Half Marathon recap

8 02 2010

Whew….   what a feeling!!

The day started out bright and early, I stayed the night at my sisters house (all the kids stayed at my house) and we were able to get a good night sleep and an early start without having to do the Kiddie shuffle….

We had to park about 3 miles from the start line and take a shuttle over- there were ALOT of people there!  But we made it and were off and running!

I had doubled up on shirts, short sleeve with a long sleeve over it because it was COLD!!!  So at about mile 2.5 I was warm and I took off my long sleeve shirt and tied it around my waist.   At mile 3 ish I realized the dates I had in the little pocket on my water bottle were GONE!!    Oh NOOOOOOOOOO, not my dates!!   I think they fell out when I was doing my presto change-O while running….   my plan was to eat a couple of them at the half way mark.

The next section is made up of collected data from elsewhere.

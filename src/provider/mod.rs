//! Provider Core — typed CRUD methods over the Request/Batch Executors,
//! default-condition merge, and metadata stamping.

pub mod events;
pub mod stream;

use crate::condition;
use crate::envelope::{CountRequest, CreateRequest, FindRequest, UpdateRequest};
use crate::error::{PubSubError, Result};
use crate::executor::{self, BatchOptions, RequestOptions};
use crate::schema::Schema;
use crate::subject::{self, SubjectOptions, Subjects};
use crate::transport::Transport;
use serde_json::{json, Value};
use std::sync::Arc;

pub use events::EventBridge;
pub use stream::{StreamDuplex, StreamOptions};

/// Construction/per-call options: timeout, default batch size, and
/// subject derivation overrides.
#[derive(Debug, Clone)]
pub struct ProviderOptions {
    pub timeout_ms: u64,
    pub batch_size: usize,
    pub subject_options: SubjectOptions,
    pub no_ack_stream: bool,
    pub high_water_mark: Option<usize>,
}

impl Default for ProviderOptions {
    fn default() -> Self {
        Self {
            timeout_ms: 5_000,
            batch_size: 100,
            subject_options: SubjectOptions::default(),
            no_ack_stream: false,
            high_water_mark: None,
        }
    }
}

impl ProviderOptions {
    pub fn new() -> Self {
        Self::default()
    }

    pub fn with_timeout_ms(mut self, timeout_ms: u64) -> Self {
        self.timeout_ms = timeout_ms;
        self
    }

    pub fn with_batch_size(mut self, batch_size: usize) -> Self {
        self.batch_size = batch_size;
        self
    }

    pub fn with_subject_options(mut self, subject_options: SubjectOptions) -> Self {
        self.subject_options = subject_options;
        self
    }

    pub fn with_no_ack_stream(mut self, no_ack_stream: bool) -> Self {
        self.no_ack_stream = no_ack_stream;
        self
    }

    pub fn with_high_water_mark(mut self, high_water_mark: usize) -> Self {
        self.high_water_mark = Some(high_water_mark);
        self
    }
}

/// Typed CRUD client for a schema: translates calls into request/reply
/// traffic, applies the tombstone-aware default condition, and exposes
/// the Event Bridge/Stream Duplex built on the same subjects.
pub struct Provider<T: Transport> {
    transport: Arc<T>,
    schema: Schema,
    subjects: Subjects,
    options: ProviderOptions,
    has_metadata: bool,
    default_conditions: Value,
    events: Arc<EventBridge<T>>,
}

impl<T: Transport> Provider<T> {
    /// Validates `schema`/`transport`, evaluates `fields` once, and
    /// computes `hasMetadata`/default conditions per spec.md §3/§4.6.
    pub fn new(schema: Schema, transport: Arc<T>, options: ProviderOptions) -> Result<Self> {
        if schema.name.trim().is_empty() {
            return Err(PubSubError::argument("schema name must not be empty"));
        }
        let subjects = subject::build(&schema.name, &options.subject_options);
        let has_metadata = schema.has_metadata_deleted();
        let default_conditions = condition::default_condition(has_metadata);
        let events = Arc::new(EventBridge::new(transport.clone(), subjects.clone()));

        Ok(Self {
            transport,
            schema,
            subjects,
            options,
            has_metadata,
            default_conditions,
            events,
        })
    }

    pub fn schema(&self) -> &Schema {
        &self.schema
    }

    pub fn subjects(&self) -> &Subjects {
        &self.subjects
    }

    pub fn has_metadata(&self) -> bool {
        self.has_metadata
    }

    pub fn events(&self) -> Arc<EventBridge<T>> {
        self.events.clone()
    }

    pub fn stream(&self) -> StreamDuplex<T> {
        StreamDuplex::new(
            self.transport.clone(),
            self.subjects.clone(),
            self.events.clone(),
            StreamOptions::from(&self.options),
        )
    }

    fn request_options(&self) -> RequestOptions {
        RequestOptions {
            no_ack: false,
            timeout_ms: self.options.timeout_ms,
        }
    }

    fn merged(&self, conditions: Value) -> Value {
        condition::merge(&self.default_conditions, &conditions)
    }

    pub async fn count(&self, conditions: Value) -> Result<i64> {
        let merged = self.merged(conditions);
        let reply = executor::exec(
            self.transport.as_ref(),
            &self.subjects.count.base,
            self.request_options(),
            CountRequest { conditions: merged },
        )
        .await?;
        Ok(reply.as_i64().unwrap_or(0))
    }

    pub async fn count_all(&self) -> Result<i64> {
        self.count(json!({})).await
    }

    pub async fn create(&self, object: Value, projection: Value) -> Result<Value> {
        if object.is_null() {
            return Err(PubSubError::argument("create requires a non-null object"));
        }
        executor::exec(
            self.transport.as_ref(),
            &self.subjects.create.base,
            self.request_options(),
            CreateRequest { object, projection },
        )
        .await
    }

    pub async fn find(&self, conditions: Value, projection: Value, options: BatchOptions) -> Result<Vec<Value>> {
        let merged = self.merged(conditions);
        self.find_with_conditions(merged, projection, options).await
    }

    /// Shared page-fetch loop behind [`Provider::find`] and
    /// [`Provider::delete`]'s post-tombstone re-fetch. Takes the exact
    /// conditions to send over the wire, with no default-condition
    /// merge applied — callers that want the tombstone-exclusion filter
    /// go through `find`, which merges before calling this.
    async fn find_with_conditions(
        &self,
        conditions: Value,
        projection: Value,
        options: BatchOptions,
    ) -> Result<Vec<Value>> {
        let batch_size = self.options.batch_size;
        let transport = self.transport.clone();
        let subject = self.subjects.find.base.clone();
        let request_options = self.request_options();
        let projection = projection.clone();

        executor::batch_exec(
            move |limit, skip| {
                let transport = transport.clone();
                let subject = subject.clone();
                let request_options = request_options;
                let conditions = conditions.clone();
                let projection = projection.clone();
                async move {
                    let reply = executor::exec(
                        transport.as_ref(),
                        &subject,
                        request_options,
                        FindRequest {
                            conditions,
                            projection,
                            options: Some(json!({"limit": limit, "skip": skip})),
                        },
                    )
                    .await?;
                    match reply {
                        Value::Array(items) => Ok(items),
                        Value::Null => Ok(Vec::new()),
                        other => Ok(vec![other]),
                    }
                }
            },
            batch_size,
            options,
        )
        .await
    }

    pub async fn find_all(&self, projection: Value, options: BatchOptions) -> Result<Vec<Value>> {
        self.find(json!({}), projection, options).await
    }

    /// `limit = 1`; empty or multi-document replies both resolve `null`
    /// rather than erroring (spec.md §9 Open Question, resolved in
    /// DESIGN.md).
    pub async fn find_by_id(&self, id: Value, projection: Value) -> Result<Option<Value>> {
        if id.is_null() {
            return Err(PubSubError::argument("findById requires a non-null id"));
        }
        let merged = self.merged(json!({"_id": id}));
        let reply = executor::exec(
            self.transport.as_ref(),
            &self.subjects.find.base,
            self.request_options(),
            FindRequest {
                conditions: merged,
                projection,
                options: Some(json!({"limit": 1})),
            },
        )
        .await?;
        Ok(Self::single_or_null(reply))
    }

    /// Fails if the schema has no `metadata.deleted` field. Stamps
    /// `metadata.deleted`/`metadata.updated` via `$currentDate`, then
    /// returns the documents now marked deleted.
    ///
    /// The re-fetch uses `conditions` as given, with no tombstone-
    /// exclusion default merged in — `find`'s default would filter out
    /// the very documents this just tombstoned.
    pub async fn delete(&self, conditions: Value, projection: Value) -> Result<Vec<Value>> {
        if !self.has_metadata {
            return Err(PubSubError::argument(
                "delete requires a schema with a metadata.deleted field",
            ));
        }
        let merged = self.merged(conditions.clone());
        executor::exec(
            self.transport.as_ref(),
            &self.subjects.update.base,
            self.request_options(),
            UpdateRequest {
                conditions: merged,
                object: json!({"$currentDate": {"metadata.deleted": true, "metadata.updated": true}}),
                projection: projection.clone(),
                options: None,
            },
        )
        .await?;

        self.find_with_conditions(conditions, projection, BatchOptions::default())
            .await
    }

    pub async fn delete_by_id(&self, id: Value, projection: Value) -> Result<Option<Value>> {
        if id.is_null() {
            return Err(PubSubError::argument("deleteById requires a non-null id"));
        }
        let deleted = self.delete(json!({"_id": id}), projection).await?;
        Ok(Self::single_or_null(Value::Array(deleted)))
    }

    pub async fn update_by_id(&self, id: Value, object: Value, projection: Value) -> Result<Option<Value>> {
        if id.is_null() {
            return Err(PubSubError::argument("updateById requires a non-null id"));
        }
        if object.is_null() {
            return Err(PubSubError::argument("updateById requires a non-null object"));
        }
        let merged = self.merged(json!({"_id": id.clone()}));
        let object = if self.has_metadata {
            Self::merge_current_date(object, json!({"metadata.updated": true}))
        } else {
            object
        };
        executor::exec(
            self.transport.as_ref(),
            &self.subjects.update.base,
            self.request_options(),
            UpdateRequest {
                conditions: merged,
                object,
                projection: projection.clone(),
                options: None,
            },
        )
        .await?;

        self.find_by_id(id, projection).await
    }

    fn merge_current_date(object: Value, current_date: Value) -> Value {
        let mut map = object.as_object().cloned().unwrap_or_default();
        let existing = map
            .remove("$currentDate")
            .and_then(|v| v.as_object().cloned())
            .unwrap_or_default();
        let mut merged_current_date = existing;
        if let Some(extra) = current_date.as_object() {
            for (k, v) in extra {
                merged_current_date.insert(k.clone(), v.clone());
            }
        }
        map.insert("$currentDate".to_string(), Value::Object(merged_current_date));
        Value::Object(map)
    }

    /// Resolves `null` for zero or more-than-one documents, the single
    /// element otherwise (spec.md §4.6 "single element or null" reducer).
    fn single_or_null(reply: Value) -> Option<Value> {
        match reply {
            Value::Array(mut items) if items.len() == 1 => Some(items.remove(0)),
            _ => None,
        }
    }
}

I felt best from mile 3 to mile 9, I found a good rhythm and held a good pace and was feeling really good.  At mile 8 we turned back onto Pacific Coast Hwy and ran the last 5 miles along the coast.  It was a beautiful day, blue skies and cool air.  The sun was in our eyes at this point but it was an awesome way to finish the race.  Mile 9 is where I started to feel the blister forming on my 2nd toe on my right foot.   By mile 11 it was getting really big and I could feel it squish with every step.  I kept wondering if it would pop and offer some relief or major pain but I kept putting one foot in front of the other and was never happier to see a finish line in my life!!!

I had my nephews Flip video camera with me and made this video… I apologize for the un-steady hand but I wasn’t about to stop and video along the way so I did it while running…   the quality isn’t great after I transferred to Youtube but at least you can see how much fun I was having!!

Surf City Half Marathon

We did it!!!!

and look at the adorable finisher medal we got!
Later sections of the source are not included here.